• [How to complete this task] Please filter the listing for the string "number" and copy each matching line.

• [Record excerpts]
======

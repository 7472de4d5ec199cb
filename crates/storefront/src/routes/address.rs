//! Address gate route handlers.
//!
//! Two capture paths share the same saved-address slot: the manual dialog
//! (validated form) and the auto geolocation flow (coordinates posted by
//! the browser, reverse-geocoded server-side). Either success moves the
//! gate to `AddressSaved` and unlocks checkout.

use askama::Template;
use askama_web::WebTemplate;
use axum::{
    Form,
    extract::State,
    response::{AppendHeaders, IntoResponse, Response},
};
use serde::Deserialize;
use tower_sessions::Session;
use tracing::instrument;

use crate::models::address::{AddressForm, AddressGateState, AddressHistory, SavedAddress};
use crate::models::session_keys;
use crate::state::AppState;

// =============================================================================
// Session Helpers
// =============================================================================

async fn persist_saved(session: &Session, addr: &SavedAddress) {
    if let Err(e) = session.insert(session_keys::SAVED_ADDRESS, addr).await {
        tracing::warn!("Failed to persist saved address: {e}");
    }
    if let Err(e) = session
        .insert(session_keys::GATE_STATE, AddressGateState::AddressSaved)
        .await
    {
        tracing::warn!("Failed to persist gate state: {e}");
    }
}

async fn push_history(session: &Session, addr: SavedAddress) {
    let mut history = session
        .get::<AddressHistory>(session_keys::ADDRESS_HISTORY)
        .await
        .ok()
        .flatten()
        .unwrap_or_default();
    history.push(addr);
    if let Err(e) = session.insert(session_keys::ADDRESS_HISTORY, &history).await {
        tracing::warn!("Failed to persist address history: {e}");
    }
}

async fn bump_deny_count(session: &Session) -> u32 {
    let count = session
        .get::<u32>(session_keys::DENY_COUNT)
        .await
        .ok()
        .flatten()
        .unwrap_or(0)
        .saturating_add(1);
    if let Err(e) = session.insert(session_keys::DENY_COUNT, count).await {
        tracing::warn!("Failed to persist deny count: {e}");
    }
    count
}

// =============================================================================
// Forms
// =============================================================================

/// Coordinates posted by the browser geolocation script.
#[derive(Debug, Deserialize)]
pub struct LocateForm {
    pub lat: f64,
    pub lon: f64,
    pub accuracy_m: Option<f64>,
}

/// Geolocation failure report from the browser.
#[derive(Debug, Deserialize)]
pub struct DenyForm {
    /// `permission_denied`, `position_unavailable`, `timeout`, or `insecure`.
    pub reason: Option<String>,
}

// =============================================================================
// Templates
// =============================================================================

/// The manual address dialog fragment.
#[derive(Template, WebTemplate)]
#[template(path = "partials/address_gate.html")]
pub struct AddressGateTemplate {
    pub gate_open: bool,
    pub form: AddressForm,
    pub form_errors: Vec<String>,
}

/// Fragment shown once an address is on file.
#[derive(Template, WebTemplate)]
#[template(path = "partials/address_saved.html")]
pub struct AddressSavedTemplate {
    pub saved: SavedAddress,
    pub payment_enabled: bool,
}

/// Geolocation failure fragment with a retry affordance.
#[derive(Template, WebTemplate)]
#[template(path = "partials/locate_error.html")]
pub struct LocateErrorTemplate {
    pub message: String,
    pub deny_count: u32,
}

// =============================================================================
// Handlers
// =============================================================================

/// Save a manually entered address (HTMX).
///
/// On validation failure the dialog fragment is re-rendered with the
/// submitted values and one message per failed field; the gate stays open.
#[instrument(skip(session, form))]
pub async fn save(session: Session, Form(form): Form<AddressForm>) -> Response {
    match form.validate() {
        Ok(addr) => {
            persist_saved(&session, &addr).await;
            (
                AppendHeaders([("HX-Trigger", "address-saved")]),
                AddressSavedTemplate {
                    saved: addr,
                    payment_enabled: true,
                },
            )
                .into_response()
        }
        Err(errors) => AddressGateTemplate {
            gate_open: true,
            form,
            form_errors: errors,
        }
        .into_response(),
    }
}

/// Resolve browser coordinates to an address and save it (HTMX).
///
/// A successful resolve also lands in the bounded history list.
#[instrument(skip(state, session))]
pub async fn locate(
    State(state): State<AppState>,
    session: Session,
    Form(form): Form<LocateForm>,
) -> Response {
    match state.geocoder().reverse(form.lat, form.lon).await {
        Ok(resolved) => {
            let addr = SavedAddress::from_resolved(resolved, form.lat, form.lon, form.accuracy_m);
            tracing::info!(
                lat = form.lat,
                lon = form.lon,
                accuracy_m = form.accuracy_m,
                address1 = %addr.address1,
                "Address resolved from coordinates"
            );
            persist_saved(&session, &addr).await;
            push_history(&session, addr.clone()).await;
            (
                AppendHeaders([("HX-Trigger", "address-saved")]),
                AddressSavedTemplate {
                    saved: addr,
                    payment_enabled: true,
                },
            )
                .into_response()
        }
        Err(e) => {
            tracing::warn!("Reverse geocode failed: {e}");
            LocateErrorTemplate {
                // "Could not convert the coordinates to an address"
                message: "แปลงพิกัดเป็นที่อยู่ไม่สำเร็จ ลองใหม่อีกครั้ง".to_owned(),
                deny_count: 0,
            }
            .into_response()
        }
    }
}

/// Record a geolocation failure (HTMX).
///
/// Each failure mode gets its own user-facing message; only an outright
/// permission denial bumps the denial counter.
#[instrument(skip(session))]
pub async fn deny(session: Session, Form(form): Form<DenyForm>) -> Response {
    let reason = form.reason.as_deref().unwrap_or("unknown");

    let (message, count) = match reason {
        "permission_denied" => {
            let count = bump_deny_count(&session).await;
            tracing::warn!(deny_count = count, "Visitor denied geolocation access");
            (
                "คุณปฏิเสธการเข้าถึงตำแหน่ง — กรุณาอนุญาตเพื่อใช้ฟีเจอร์จัดส่ง/โปรโมชันพื้นที่",
                count,
            )
        }
        "position_unavailable" => ("ไม่สามารถรับพิกัดได้ (สัญญาณ/บริการไม่พร้อม)", 0),
        "timeout" => ("ขอพิกัดนานเกินกำหนด ลองใหม่อีกครั้ง", 0),
        "insecure" => (
            "จำเป็นต้องเปิดผ่าน HTTPS หรือ localhost เพื่อดึงตำแหน่งอัตโนมัติ",
            0,
        ),
        _ => ("ขอพิกัดล้มเหลว", 0),
    };

    LocateErrorTemplate {
        message: message.to_owned(),
        deny_count: count,
    }
    .into_response()
}

/// Reopen the dialog to edit the saved address (HTMX).
#[instrument(skip(session))]
pub async fn edit(session: Session) -> Response {
    let saved = session
        .get::<SavedAddress>(session_keys::SAVED_ADDRESS)
        .await
        .ok()
        .flatten();

    if let Err(e) = session
        .insert(session_keys::GATE_STATE, AddressGateState::DialogOpen)
        .await
    {
        tracing::warn!("Failed to persist gate state: {e}");
    }

    AddressGateTemplate {
        gate_open: true,
        form: saved
            .as_ref()
            .map_or_else(AddressForm::default, AddressForm::from_saved),
        form_errors: Vec::new(),
    }
    .into_response()
}
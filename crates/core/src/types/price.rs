//! Catalog price tokens and money formatting.
//!
//! Catalog prices arrive as loosely-typed tokens: `"1245"`, `"1,245"`,
//! `"Free"`, `"-"`, a bare JSON number, or `null`. [`PriceToken`] preserves
//! the raw token for display while exposing a [`Decimal`] amount for
//! arithmetic. Anything unparseable is worth zero, matching the storefront's
//! "treat garbage as Free" behavior.

use core::fmt;
use std::str::FromStr;

use rust_decimal::Decimal;
use serde::{Deserialize, Deserializer, Serialize, de};

/// A raw price token as found in the catalog file.
///
/// Numeric JSON values are coerced to their string form on deserialize, so
/// `1245` and `"1245"` are equivalent tokens.
#[derive(Debug, Clone, PartialEq, Eq, Serialize)]
#[serde(transparent)]
pub struct PriceToken(String);

impl PriceToken {
    /// Wrap a raw token.
    pub fn new(raw: impl Into<String>) -> Self {
        Self(raw.into())
    }

    /// The raw token text.
    #[must_use]
    pub fn as_str(&self) -> &str {
        &self.0
    }

    /// The monetary amount this token denotes.
    ///
    /// `"Free"`, `"-"`, and empty tokens are zero. Otherwise every character
    /// that is not a digit or a decimal point is stripped before parsing;
    /// a token that still fails to parse is zero.
    #[must_use]
    pub fn amount(&self) -> Decimal {
        let trimmed = self.0.trim();
        if trimmed.is_empty() || trimmed == "-" || trimmed.eq_ignore_ascii_case("free") {
            return Decimal::ZERO;
        }

        let digits: String = trimmed
            .chars()
            .filter(|c| c.is_ascii_digit() || *c == '.')
            .collect();

        Decimal::from_str(&digits).unwrap_or(Decimal::ZERO)
    }

    /// True when the token denotes a zero amount.
    #[must_use]
    pub fn is_free(&self) -> bool {
        self.amount().is_zero()
    }

    /// Display form: `"Free"` for zero amounts, `"฿1,245"` otherwise.
    #[must_use]
    pub fn display(&self) -> String {
        let amount = self.amount();
        if amount.is_zero() {
            "Free".to_owned()
        } else {
            format!("฿{}", format_amount(amount))
        }
    }
}

impl fmt::Display for PriceToken {
    fn fmt(&self, f: &mut fmt::Formatter<'_>) -> fmt::Result {
        write!(f, "{}", self.0)
    }
}

impl From<&str> for PriceToken {
    fn from(raw: &str) -> Self {
        Self::new(raw)
    }
}

impl<'de> Deserialize<'de> for PriceToken {
    fn deserialize<D>(deserializer: D) -> Result<Self, D::Error>
    where
        D: Deserializer<'de>,
    {
        struct TokenVisitor;

        impl de::Visitor<'_> for TokenVisitor {
            type Value = PriceToken;

            fn expecting(&self, formatter: &mut fmt::Formatter<'_>) -> fmt::Result {
                formatter.write_str("a price string or number")
            }

            fn visit_str<E: de::Error>(self, v: &str) -> Result<Self::Value, E> {
                Ok(PriceToken::new(v))
            }

            fn visit_u64<E: de::Error>(self, v: u64) -> Result<Self::Value, E> {
                Ok(PriceToken::new(v.to_string()))
            }

            fn visit_i64<E: de::Error>(self, v: i64) -> Result<Self::Value, E> {
                Ok(PriceToken::new(v.to_string()))
            }

            fn visit_f64<E: de::Error>(self, v: f64) -> Result<Self::Value, E> {
                Ok(PriceToken::new(v.to_string()))
            }
        }

        deserializer.deserialize_any(TokenVisitor)
    }
}

/// Format an amount with thousands separators, keeping only the significant
/// fraction (`1245` → `"1,245"`, `12.5` → `"12.5"`).
#[must_use]
pub fn format_amount(amount: Decimal) -> String {
    let normalized = amount.normalize();
    let text = normalized.to_string();
    text.split_once('.').map_or_else(
        || group_digits(&text),
        |(int_part, frac_part)| format!("{}.{frac_part}", group_digits(int_part)),
    )
}

/// Format an amount with thousands separators and exactly two decimal
/// places (`1255.49` → `"1,255.49"`), as the checkout page shows money.
#[must_use]
pub fn format_amount_2dp(amount: Decimal) -> String {
    let text = format!("{:.2}", amount.round_dp(2));
    text.split_once('.').map_or_else(
        || group_digits(&text),
        |(int_part, frac_part)| format!("{}.{frac_part}", group_digits(int_part)),
    )
}

/// Insert a `,` every three digits, preserving a leading sign.
fn group_digits(digits: &str) -> String {
    let (sign, digits) = digits
        .strip_prefix('-')
        .map_or(("", digits), |rest| ("-", rest));

    let chars: Vec<char> = digits.chars().collect();
    let mut grouped = String::with_capacity(chars.len() + chars.len() / 3 + 1);
    for (i, c) in chars.iter().enumerate() {
        if i > 0 && (chars.len() - i) % 3 == 0 {
            grouped.push(',');
        }
        grouped.push(*c);
    }

    format!("{sign}{grouped}")
}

======

• [Expected answer]
//! `"Free"`, `"-"`, a bare JSON number, or `null`. [`PriceToken`] preserves
                formatter.write_str("a price string or number")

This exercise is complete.